In the records that follow, show each line where the word "quantity" is present.

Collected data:
╔══

//! Multinomial gradient boosting with shallow regression trees
//!
//! One tree per class per stage, fitted to `1{y == k} - p_k`, with Newton
//! leaf values. Raw scores start at the log class priors.

use crate::config::BoostingConfig;
use crate::error::{Result, TriageError};
use crate::forest::check_training_input;
use crate::tree::{fit_tree, BinnedMatrix, DecisionTree, SplitTarget, TreeParams};
use ndarray::{Array2, ArrayView1, ArrayView2};
use rand::rngs::StdRng;
use rand::SeedableRng;
use serde::{Deserialize, Serialize};

const PRIOR_FLOOR: f64 = 1e-12;
const MIN_HESSIAN: f64 = 1e-150;

#[derive(Debug, Clone, PartialEq, Serialize, Deserialize)]
pub struct GradientBoosting {
    n_classes: usize,
    n_features: usize,
    learning_rate: f64,
    init_scores: Vec<f64>,
    /// `stages[m][k]` is the tree for class `k` at stage `m`
    stages: Vec<Vec<DecisionTree>>,
}

/// Numerically stable softmax
pub fn softmax(scores: &[f64]) -> Vec<f64> {
    let max = scores.iter().copied().fold(f64::NEG_INFINITY, f64::max);
    let exp: Vec<f64> = scores.iter().map(|s| (s - max).exp()).collect();
    let total: f64 = exp.iter().sum();
    exp.into_iter().map(|e| e / total).collect()
}

impl GradientBoosting {
    pub fn fit(
        x: ArrayView2<f64>,
        y: &[usize],
        n_classes: usize,
        config: &BoostingConfig,
        seed: u64,
    ) -> Result<Self> {
        check_training_input(x, y, n_classes)?;

        let n = x.nrows();
        let mut counts = vec![0.0; n_classes];
        for &label in y {
            counts[label] += 1.0;
        }
        let init_scores: Vec<f64> = counts
            .iter()
            .map(|c| (c / n as f64).max(PRIOR_FLOOR).ln())
            .collect();

        let binned = BinnedMatrix::new(x);
        let params = TreeParams {
            max_depth: config.max_depth,
            min_samples_split: 2,
            max_features: None,
        };
        let k_factor = (n_classes as f64 - 1.0) / n_classes as f64;

        let mut rng = StdRng::seed_from_u64(seed);
        let mut scores: Vec<Vec<f64>> = vec![init_scores.clone(); n];
        let mut stages = Vec::with_capacity(config.n_estimators);

        for _ in 0..config.n_estimators {
            let proba: Vec<Vec<f64>> = scores.iter().map(|s| softmax(s)).collect();
            let mut stage = Vec::with_capacity(n_classes);

            for k in 0..n_classes {
                let residuals: Vec<f64> = (0..n)
                    .map(|i| f64::from(u8::from(y[i] == k)) - proba[i][k])
                    .collect();
                let newton_step = |rows: &[usize]| {
                    let numerator: f64 = rows.iter().map(|&r| residuals[r]).sum();
                    let denominator: f64 = rows
                        .iter()
                        .map(|&r| {
                            let a = residuals[r].abs();
                            a * (1.0 - a)
                        })
                        .sum();
                    if denominator.abs() < MIN_HESSIAN {
                        vec![0.0]
                    } else {
                        vec![k_factor * numerator / denominator]
                    }
                };

                let fitted = fit_tree(
                    &binned,
                    SplitTarget::Residuals {
                        residuals: &residuals,
                    },
                    params,
                    (0..n).collect(),
                    &newton_step,
                    &mut rng,
                );

                for (i, row) in x.rows().into_iter().enumerate() {
                    scores[i][k] += config.learning_rate * fitted.tree.predict_row(row)[0];
                }
                stage.push(fitted.tree);
            }

            stages.push(stage);
        }

        tracing::debug!(
            "Gradient boosting fitted: {} stages x {} classes",
            stages.len(),
            n_classes
        );

        Ok(Self {
            n_classes,
            n_features: x.ncols(),
            learning_rate: config.learning_rate,
            init_scores,
            stages,
        })
    }

    pub fn n_classes(&self) -> usize {
        self.n_classes
    }

    pub fn n_stages(&self) -> usize {
        self.stages.len()
    }

    /// Raw per-class scores before softmax
    pub fn decision_function_row(&self, row: ArrayView1<f64>) -> Vec<f64> {
        let mut scores = self.init_scores.clone();
        for stage in &self.stages {
            for (score, tree) in scores.iter_mut().zip(stage) {
                *score += self.learning_rate * tree.predict_row(row)[0];
            }
        }
        scores
    }

    pub fn predict_proba_row(&self, row: ArrayView1<f64>) -> Vec<f64> {
        softmax(&self.decision_function_row(row))
    }

    pub fn predict_proba(&self, x: ArrayView2<f64>) -> Result<Array2<f64>> {
        if x.ncols() != self.n_features {
            return Err(TriageError::FeatureShapeMismatch {
                expected: self.n_features,
                found: x.ncols(),
            });
        }
        let mut out = Array2::zeros((x.nrows(), self.n_classes));
        for (i, row) in x.rows().into_iter().enumerate() {
            for (j, p) in self.predict_proba_row(row).into_iter().enumerate() {
                out[[i, j]] = p;
            }
        }
        Ok(out)
    }
}
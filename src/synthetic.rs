//! Seeded synthetic email generator
//!
//! Produces "bot" (marketing) and "human" (personal) messages with
//! ground-truth origin and priority labels, so the extractor and classifier
//! can be exercised end to end without a mailbox. The same seed and anchor
//! time always give the same messages.

use crate::models::{Headers, MessageOrigin, Priority, RawMessage};
use chrono::{DateTime, Datelike, Duration, FixedOffset, Timelike, Utc, Weekday};
use rand::rngs::StdRng;
use rand::seq::SliceRandom;
use rand::{Rng, SeedableRng};

const BOT_SENDERS: &[&str] = &[
    "noreply@marketing.com",
    "notifications@newsletter.io",
    "deals@promotional-mail.net",
    "auto@system-alerts.com",
    "campaigns@email-service.com",
    "no-reply@shopping-site.com",
    "updates@social-network.com",
    "alerts@bank-system.com",
];

const BOT_SUBJECTS: &[&str] = &[
    "🎉 {percent}% OFF - {urgency}!",
    "Your {item} is waiting - {urgency}",
    "EXCLUSIVE: Special offer just for you",
    "Don't miss out on this amazing deal",
    "[Newsletter] Weekly digest - {topic}",
    "You have {num} new notifications",
    "Your subscription will expire soon",
    "Update your account information",
];

const BOT_BODIES: &[&str] = &[
    "Hi there!\n\n\
     Don't miss our biggest sale of the year! Click here to shop now: {url}\n\n\
     Special offer: {percent}% off everything\n\
     Limited time only - expires {urgency_time}!\n\n\
     Shop now: {url}\n\n\
     Unsubscribe | View in browser\n",
    "Hello,\n\n\
     We noticed you haven't completed your purchase. Your items are still in your cart!\n\n\
     Complete your order now: {url}\n\n\
     This offer expires in {hours} hours.\n\n\
     {multiple_urls}\n\n\
     Unsubscribe from these emails\n",
    "Newsletter: {topic}\n\n\
     Here's what's new this week:\n\
     - Article 1: {topic_detail}\n\
     - Article 2: {topic_detail}\n\
     - Article 3: {topic_detail}\n\n\
     Read more: {url}\n\n\
     You're receiving this because you subscribed to our newsletter.\n\
     Unsubscribe anytime.\n",
];

const BOT_MAILERS: &[&str] = &["MailChimp", "SendGrid", "Constant Contact", "Campaign Monitor"];

const HUMAN_SENDERS: &[&str] = &[
    "john.smith@company.com",
    "sarah.johnson@workplace.org",
    "mike.brown@business.net",
    "emily.davis@enterprise.com",
    "alex.wilson@firm.com",
    "jessica.moore@corp.com",
    "david.taylor@organization.org",
    "amanda.anderson@group.com",
];

const HUMAN_SUBJECTS: &[&str] = &[
    "Re: {topic} - follow up",
    "Quick question about {topic}",
    "Meeting next {day}?",
    "Fwd: {topic} - your input needed",
    "{topic} discussion",
    "Thanks for {action}",
    "Update on {topic}",
    "Can we schedule a call?",
];

const HUMAN_BODIES: &[&str] = &[
    "Hi,\n\n\
     Thanks for your email. I've reviewed the {topic} and have a few questions.\n\n\
     Can we schedule a quick call to discuss? I'm free {time_suggestion}.\n\n\
     Best regards,\n\
     {name}\n",
    "Hey,\n\n\
     Just wanted to follow up on our conversation about {topic}.\n\n\
     Did you get a chance to look at the documents I sent? Let me know if you need anything else.\n\n\
     Thanks!\n\
     {name}\n",
    "Hi there,\n\n\
     Quick question: {question}\n\n\
     Also, are you available for a meeting {day}? We should discuss {topic}.\n\n\
     Let me know what works for you.\n\n\
     {name}\n",
];

const TOPICS: &[&str] = &[
    "project update",
    "budget review",
    "client meeting",
    "proposal",
    "deadline",
    "collaboration",
    "feedback",
    "schedule",
    "presentation",
    "report",
    "analysis",
    "strategy",
];

const NAMES: &[&str] = &["John", "Sarah", "Mike", "Emily", "Alex", "Jessica", "David", "Amanda"];

/// Night and evening hours favoured by bulk senders
const OFF_HOURS: &[u32] = &[0, 1, 2, 3, 4, 5, 20, 21, 22, 23];

/// Default share of bot messages in a generated dataset
pub const DEFAULT_BOT_RATIO: f64 = 0.7;

/// A generated message with its ground truth
#[derive(Debug, Clone)]
pub struct SyntheticEmail {
    pub message: RawMessage,
    pub origin: MessageOrigin,
    pub priority: Priority,
}

pub struct SyntheticEmailGenerator {
    rng: StdRng,
    anchor: DateTime<Utc>,
    next_id: u64,
}

fn pick<'a, R: Rng>(rng: &mut R, items: &[&'a str]) -> &'a str {
    items[rng.gen_range(0..items.len())]
}

fn pick_num<R: Rng>(rng: &mut R, items: &[u32]) -> u32 {
    items[rng.gen_range(0..items.len())]
}

/// Same instant moved to `hour:minute`
fn at_time_of_day(day: DateTime<Utc>, hour: u32, minute: u32) -> DateTime<Utc> {
    day - Duration::seconds(i64::from(day.num_seconds_from_midnight()))
        - Duration::nanoseconds(i64::from(day.nanosecond()))
        + Duration::hours(i64::from(hour))
        + Duration::minutes(i64::from(minute))
}

impl SyntheticEmailGenerator {
    /// Seeded generator; `None` draws the seed from entropy
    pub fn new(seed: Option<u64>) -> Self {
        let rng = match seed {
            Some(seed) => StdRng::seed_from_u64(seed),
            None => StdRng::from_entropy(),
        };
        Self {
            rng,
            anchor: Utc::now(),
            next_id: 0,
        }
    }

    /// Timestamps are generated backwards from `anchor`
    pub fn with_anchor(mut self, anchor: DateTime<Utc>) -> Self {
        self.anchor = anchor;
        self
    }

    fn next_id(&mut self, prefix: &str) -> String {
        self.next_id += 1;
        format!("{}_{:06}", prefix, self.next_id)
    }

    pub fn generate_bot_email(&mut self) -> SyntheticEmail {
        let rng = &mut self.rng;
        let sender = pick(rng, BOT_SENDERS);

        let subject = pick(rng, BOT_SUBJECTS)
            .replace("{percent}", &pick_num(rng, &[10, 20, 30, 40, 50, 60, 70]).to_string())
            .replace(
                "{urgency}",
                pick(rng, &["LIMITED TIME", "ACT NOW", "ENDING SOON", "TODAY ONLY"]),
            )
            .replace("{item}", pick(rng, &["order", "cart", "wishlist", "items"]))
            .replace(
                "{topic}",
                pick(rng, &["Tech News", "Fashion Updates", "Travel Deals", "Food Recipes"]),
            )
            .replace("{num}", &rng.gen_range(1..=99).to_string());

        let multiple_urls = (0..3)
            .map(|i| format!("Product {}: https://shop.example.com/product{}", i, i))
            .collect::<Vec<_>>()
            .join("\n");
        let body = pick(rng, BOT_BODIES)
            .replace("{url}", &format!("https://bit.ly/sale{}", rng.gen_range(1000..=9999)))
            .replace("{percent}", &pick_num(rng, &[20, 30, 40, 50]).to_string())
            .replace(
                "{urgency_time}",
                pick(rng, &["tonight", "tomorrow", "this weekend"]),
            )
            .replace("{hours}", &pick_num(rng, &[12, 24, 48]).to_string())
            .replace("{multiple_urls}", &multiple_urls)
            .replace("{topic}", pick(rng, TOPICS))
            .replace("{topic_detail}", pick(rng, TOPICS));

        let domain = sender.split_once('@').map(|(_, d)| d).unwrap_or(sender);
        let mut headers = Headers::new();
        headers.insert("From", sender);
        headers.insert("Subject", subject.as_str());
        headers.insert("List-Unsubscribe", format!("<mailto:unsub@{}>", domain));
        headers.insert(
            "Precedence",
            if rng.gen::<f64>() > 0.3 { "bulk" } else { "normal" },
        );
        headers.insert("X-Mailer", pick(rng, BOT_MAILERS));
        if rng.gen::<f64>() > 0.5 {
            headers.insert("X-Campaign-Id", rng.gen_range(10000..=99999).to_string());
            headers.insert(
                "X-Marketing-Type",
                pick(rng, &["promotional", "newsletter", "transactional"]),
            );
        }

        let hour = if rng.gen::<f64>() > 0.4 {
            pick_num(rng, OFF_HOURS)
        } else {
            rng.gen_range(6..=19)
        };
        let day = self.anchor - Duration::days(rng.gen_range(0..=365));
        let received_at = at_time_of_day(day, hour, rng.gen_range(0..=59));

        let priority = if rng.gen::<bool>() {
            Priority::Low
        } else {
            Priority::Archive
        };
        let html = format!("<html><body><table>{}</table></body></html>", body);

        SyntheticEmail {
            message: RawMessage {
                id: self.next_id("bot"),
                sender: sender.to_string(),
                recipients: vec!["user@example.com".to_string()],
                subject,
                body_text: body,
                body_html: Some(html),
                headers,
                received_at: DateTime::<FixedOffset>::from(received_at),
                labels: Some(vec!["INBOX".to_string()]),
                thread_id: None,
            },
            origin: MessageOrigin::Bot,
            priority,
        }
    }

    pub fn generate_human_email(&mut self) -> SyntheticEmail {
        let rng = &mut self.rng;
        let sender = pick(rng, HUMAN_SENDERS);
        let topic = pick(rng, TOPICS);

        let subject = pick(rng, HUMAN_SUBJECTS)
            .replace("{topic}", topic)
            .replace(
                "{day}",
                pick(rng, &["Monday", "Tuesday", "Wednesday", "Thursday", "Friday"]),
            )
            .replace(
                "{action}",
                pick(rng, &["the update", "your help", "the meeting", "the info"]),
            );

        let body = pick(rng, HUMAN_BODIES)
            .replace("{topic}", topic)
            .replace(
                "{time_suggestion}",
                pick(
                    rng,
                    &["tomorrow afternoon", "next Tuesday", "after 2pm", "Wednesday morning"],
                ),
            )
            .replace("{name}", pick(rng, NAMES))
            .replace(
                "{question}",
                pick(
                    rng,
                    &[
                        "Do you have the latest numbers?",
                        "When can we schedule this?",
                        "Did you receive my last email?",
                        "What's the status on this?",
                    ],
                ),
            )
            .replace("{day}", pick(rng, &["next week", "this Friday", "tomorrow"]));

        let mut headers = Headers::new();
        headers.insert("From", sender);
        headers.insert("Subject", subject.as_str());
        headers.insert(
            "User-Agent",
            "Mozilla/5.0 (Windows NT 10.0; Win64; x64) AppleWebKit/537.36",
        );
        if rng.gen::<f64>() > 0.5 {
            let reply_to = format!("<msg_{}@example.com>", rng.gen_range(1000..=9999));
            headers.insert("In-Reply-To", reply_to.as_str());
            headers.insert("References", reply_to);
        }

        let mut day = self.anchor - Duration::days(rng.gen_range(0..=90));
        while matches!(day.weekday(), Weekday::Sat | Weekday::Sun) {
            day -= Duration::days(1);
        }
        let received_at = at_time_of_day(day, rng.gen_range(9..=17), rng.gen_range(0..=59));

        let labels = if rng.gen::<f64>() > 0.7 {
            vec!["INBOX".to_string(), "IMPORTANT".to_string()]
        } else {
            vec!["INBOX".to_string()]
        };
        let thread_id = format!("thread_{}", rng.gen_range(1000..=9999));
        let priority = match rng.gen_range(0..3) {
            0 => Priority::Critical,
            1 => Priority::Important,
            _ => Priority::Normal,
        };

        SyntheticEmail {
            message: RawMessage {
                id: self.next_id("human"),
                sender: sender.to_string(),
                recipients: vec!["user@example.com".to_string()],
                subject,
                body_text: body,
                body_html: None,
                headers,
                received_at: DateTime::<FixedOffset>::from(received_at),
                labels: Some(labels),
                thread_id: Some(thread_id),
            },
            origin: MessageOrigin::Human,
            priority,
        }
    }

    /// `floor(n * bot_ratio)` bots and the rest humans, shuffled, with
    /// `"bot"`/`"human"` labels
    pub fn generate_dataset(
        &mut self,
        num_emails: usize,
        bot_ratio: f64,
    ) -> (Vec<SyntheticEmail>, Vec<String>) {
        let num_bots = ((num_emails as f64 * bot_ratio.clamp(0.0, 1.0)).floor() as usize)
            .min(num_emails);
        let num_humans = num_emails - num_bots;

        tracing::info!(
            "Generating {} synthetic emails ({} bots, {} humans)",
            num_emails,
            num_bots,
            num_humans
        );

        let mut emails = Vec::with_capacity(num_emails);
        for _ in 0..num_bots {
            emails.push(self.generate_bot_email());
        }
        for _ in 0..num_humans {
            emails.push(self.generate_human_email());
        }
        emails.shuffle(&mut self.rng);

        let labels = emails
            .iter()
            .map(|email| email.origin.as_str().to_string())
            .collect();
        (emails, labels)
    }

    /// Same mix as [`generate_dataset`](Self::generate_dataset), labelled by priority
    pub fn generate_priority_dataset(
        &mut self,
        num_emails: usize,
    ) -> (Vec<SyntheticEmail>, Vec<String>) {
        let (emails, _) = self.generate_dataset(num_emails, DEFAULT_BOT_RATIO);
        let labels = emails
            .iter()
            .map(|email| email.priority.as_str().to_string())
            .collect();
        (emails, labels)
    }
}

/// Convenience wrapper around a freshly seeded generator
pub fn generate_training_data(
    num_samples: usize,
    bot_ratio: f64,
    seed: Option<u64>,
) -> (Vec<SyntheticEmail>, Vec<String>) {
    SyntheticEmailGenerator::new(seed).generate_dataset(num_samples, bot_ratio)
}
//! # Value Amounts
//!
//! `Amount` is an unsigned integer quantity of value in the smallest unit.
//! Arithmetic is checked: overflow and underflow are errors, never wraps.

use std::str::FromStr;

use serde::{Deserialize, Serialize};

use crate::error::CoreError;

/// A non-negative quantity of value.
#[derive(
    Debug, Clone, Copy, Default, PartialEq, Eq, PartialOrd, Ord, Hash, Serialize, Deserialize,
)]
#[serde(transparent)]
pub struct Amount(pub u64);

impl Amount {
    /// The zero amount.
    pub const ZERO: Amount = Amount(0);

    /// Construct an amount from raw units.
    pub const fn new(units: u64) -> Self {
        Self(units)
    }

    /// Raw units.
    pub const fn units(&self) -> u64 {
        self.0
    }

    /// Whether this amount is zero.
    pub const fn is_zero(&self) -> bool {
        self.0 == 0
    }

    /// `self + rhs`, failing on overflow.
    pub fn checked_add(self, rhs: Amount) -> Result<Amount, CoreError> {
        self.0
            .checked_add(rhs.0)
            .map(Amount)
            .ok_or(CoreError::AmountOverflow {
                op: "+",
                lhs: self.0,
                rhs: rhs.0,
            })
    }

    /// `self - rhs`, failing on underflow.
    pub fn checked_sub(self, rhs: Amount) -> Result<Amount, CoreError> {
        self.0
            .checked_sub(rhs.0)
            .map(Amount)
            .ok_or(CoreError::AmountOverflow {
                op: "-",
                lhs: self.0,
                rhs: rhs.0,
            })
    }
}

impl std::fmt::Display for Amount {
    fn fmt(&self, f: &mut std::fmt::Formatter<'_>) -> std::fmt::Result {
        write!(f, "{}", self.0)
    }
}

impl FromStr for Amount {
    type Err = CoreError;

    fn from_str(s: &str) -> Result<Self, Self::Err> {
        s.trim()
            .parse::<u64>()
            .map(Self)
            .map_err(|e| CoreError::InvalidAmount {
                input: s.to_string(),
                reason: e.to_string(),
            })
    }
}
impl Escrow {
    /// Construct an escrow. The caller becomes the depositor.
    ///
    /// # Errors
    ///
    /// `InvalidParty` if `beneficiary` or `arbiter` is the null identity.
    pub fn new(
        caller: PartyId,
        beneficiary: PartyId,
        arbiter: PartyId,
        recipient: Rc<dyn PayableRecipient>,
    ) -> Result<Self, EscrowError> {
        if beneficiary.is_null() {
            return Err(EscrowError::InvalidParty {
                role: Role::Beneficiary,
            });
        }
        if arbiter.is_null() {
            return Err(EscrowError::InvalidParty {
                role: Role::Arbiter,
            });
        }

        let escrow = Self::assemble(
            EscrowId::new(),
            caller,
            beneficiary,
            arbiter,
            Ledger::EMPTY,
            recipient,
        );
        tracing::info!(
            escrow = %escrow.id,
            depositor = %caller,
            beneficiary = %beneficiary,
            arbiter = %arbiter,
            "escrow constructed"
        );
        Ok(escrow)
    }

    /// Rebuild an escrow from a persisted record.
    ///
    /// The event and transition logs start empty; they are not part of the
    /// persisted instance state.
    ///
    /// # Errors
    ///
    /// Any [`RecordError`] reported by [`EscrowRecord::validate`].
    pub fn from_record(
        record: &EscrowRecord,
        recipient: Rc<dyn PayableRecipient>,
    ) -> Result<Self, RecordError> {
        record.validate()?;
        let ledger = Ledger {
            amount: record.amount,
            held: record.held,
            funded: record.funded,
            withdrawn: record.withdrawn,
        };
        Ok(Self::assemble(
            record.id,
            record.depositor,
            record.beneficiary,
            record.arbiter,
            ledger,
            recipient,
        ))
    }

    fn assemble(
        id: EscrowId,
        depositor: PartyId,
        beneficiary: PartyId,
        arbiter: PartyId,
        ledger: Ledger,
        recipient: Rc<dyn PayableRecipient>,
    ) -> Self {
        Self {
            id,
            depositor,
            beneficiary,
            arbiter,
            ledger: Cell::new(ledger),
            guard: ReentrancyGuard::new(),
            events: RefCell::new(Vec::new()),
            transitions: RefCell::new(Vec::new()),
            recipient,
        }
    }

    // ── Operations ───────────────────────────────────────────────────

    /// Fund the escrow (CREATED → FUNDED).
    ///
    /// Checks, in order: the caller is the depositor; the escrow has never
    /// been funded; `value` is non-zero.
    pub fn deposit(&self, caller: PartyId, value: Amount) -> Result<(), EscrowError> {
        tracing::debug!(escrow = %self.id, %caller, %value, "deposit requested");

        if caller != self.depositor {
            return Err(EscrowError::Unauthorized {
                caller,
                required: Role::Depositor,
            });
        }
        let ledger = self.ledger.get();
        if ledger.funded || ledger.withdrawn {
            return Err(EscrowError::AlreadyFunded);
        }
        if value.is_zero() {
            return Err(EscrowError::ZeroValue);
        }

        self.ledger.set(Ledger {
            amount: value,
            held: value,
            funded: true,
            withdrawn: false,
        });
        self.emit(EscrowEvent::Deposited {
            from: caller,
            amount: value,
        });
        self.record_transition(EscrowState::Created, EscrowState::Funded, caller);

        tracing::info!(escrow = %self.id, from = %caller, amount = %value, "escrow funded");
        Ok(())
    }

    /// Pay the held value to the beneficiary (FUNDED → RESOLVED).
    ///
    /// Returns the amount paid.
    pub fn release(&self, caller: PartyId) -> Result<Amount, EscrowError> {
        self.resolve(caller, Resolution::Release)
    }

    /// Pay the held value back to the depositor (FUNDED → RESOLVED).
    ///
    /// Returns the amount paid.
    pub fn refund(&self, caller: PartyId) -> Result<Amount, EscrowError> {
        self.resolve(caller, Resolution::Refund)
    }

    /// Value currently held in custody by this escrow.
    pub fn view_balance(&self) -> Amount {
        self.ledger.get().held
    }

    fn resolve(&self, caller: PartyId, resolution: Resolution) -> Result<Amount, EscrowError> {
        let _latch = match self.guard.enter(resolution) {
            Ok(token) => token,
            Err(e) => {
                tracing::warn!(escrow = %self.id, %caller, error = %e, "reentrant call rejected");
                return Err(e);
            }
        };
        tracing::debug!(escrow = %self.id, %caller, %resolution, "resolution requested");

        if caller != self.arbiter {
            return Err(EscrowError::Unauthorized {
                caller,
                required: Role::Arbiter,
            });
        }
        let snapshot = self.ledger.get();
        if !snapshot.funded {
            return Err(EscrowError::NotFunded);
        }
        if snapshot.withdrawn {
            return Err(EscrowError::NotFunded);
        }

        let payee = self.payee(resolution);
        let payout = snapshot.amount;
        let held = snapshot.held.checked_sub(payout)?;
        let rollback = Rollback::arm(self, snapshot);

        // Terminal state is committed before the recipient runs.
        self.ledger.set(Ledger {
            amount: Amount::ZERO,
            held,
            funded: false,
            withdrawn: true,
        });

        let payment = Payment {
            escrow: self.id,
            to: payee,
            amount: payout,
            resolution,
        };
        if let Err(source) = self.recipient.receive(self, &payment) {
            drop(rollback);
            tracing::warn!(
                escrow = %self.id,
                to = %payee,
                amount = %payout,
                %resolution,
                error = %source,
                "transfer failed, escrow rolled back"
            );
            return Err(EscrowError::TransferFailed {
                to: payee,
                amount: payout,
                source,
            });
        }

        self.emit(match resolution {
            Resolution::Release => EscrowEvent::Released {
                to: payee,
                amount: payout,
            },
            Resolution::Refund => EscrowEvent::Refunded {
                to: payee,
                amount: payout,
            },
        });
        self.record_transition(EscrowState::Funded, EscrowState::Resolved, caller);
        rollback.disarm();

        tracing::info!(escrow = %self.id, to = %payee, amount = %payout, %resolution, "escrow resolved");
        Ok(payout)
    }

    fn payee(&self, resolution: Resolution) -> PartyId {
        match resolution {
            Resolution::Release => self.beneficiary,
            Resolution::Refund => self.depositor,
        }
    }

    fn emit(&self, event: EscrowEvent) {
        tracing::debug!(escrow = %self.id, %event, "event emitted");
        self.events.borrow_mut().push(event);
    }

    fn record_transition(&self, from: EscrowState, to: EscrowState, actor: PartyId) {
        self.transitions.borrow_mut().push(EscrowTransitionRecord {
            from_state: from,
            to_state: to,
            actor,
            timestamp: Timestamp::now(),
        });
    }

    // ── Accessors ────────────────────────────────────────────────────

    pub fn id(&self) -> EscrowId {
        self.id
    }

    pub fn depositor(&self) -> PartyId {
        self.depositor
    }

    pub fn beneficiary(&self) -> PartyId {
        self.beneficiary
    }

    pub fn arbiter(&self) -> PartyId {
        self.arbiter
    }

    /// Value earmarked for transfer; zero unless funded.
    pub fn amount(&self) -> Amount {
        self.ledger.get().amount
    }

    pub fn is_funded(&self) -> bool {
        self.ledger.get().funded
    }

    pub fn is_withdrawn(&self) -> bool {
        self.ledger.get().withdrawn
    }

    /// Current lifecycle state.
    pub fn state(&self) -> EscrowState {
        self.ledger.get().state()
    }

    /// Whether a release or refund is currently on the call stack.
    pub fn is_resolving(&self) -> bool {
        self.guard.is_entered()
    }

    /// Events emitted since construction (or since rebuilding from a record).
    pub fn events(&self) -> Vec<EscrowEvent> {
        self.events.borrow().clone()
    }

    /// Transition log since construction (or since rebuilding from a record).
    pub fn transitions(&self) -> Vec<EscrowTransitionRecord> {
        self.transitions.borrow().clone()
    }

    /// Persistable snapshot of the instance state.
    pub fn record(&self) -> EscrowRecord {
        let ledger = self.ledger.get();
        EscrowRecord {
            id: self.id,
            depositor: self.depositor,
            beneficiary: self.beneficiary,
            arbiter: self.arbiter,
            amount: ledger.amount,
            held: ledger.held,
            funded: ledger.funded,
            withdrawn: ledger.withdrawn,
        }
    }
}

╚══

RESPONSE TO THIS EXERCISE
//! `Amount` is an unsigned integer quantity of value in the smallest unit.
/// A non-negative quantity of value.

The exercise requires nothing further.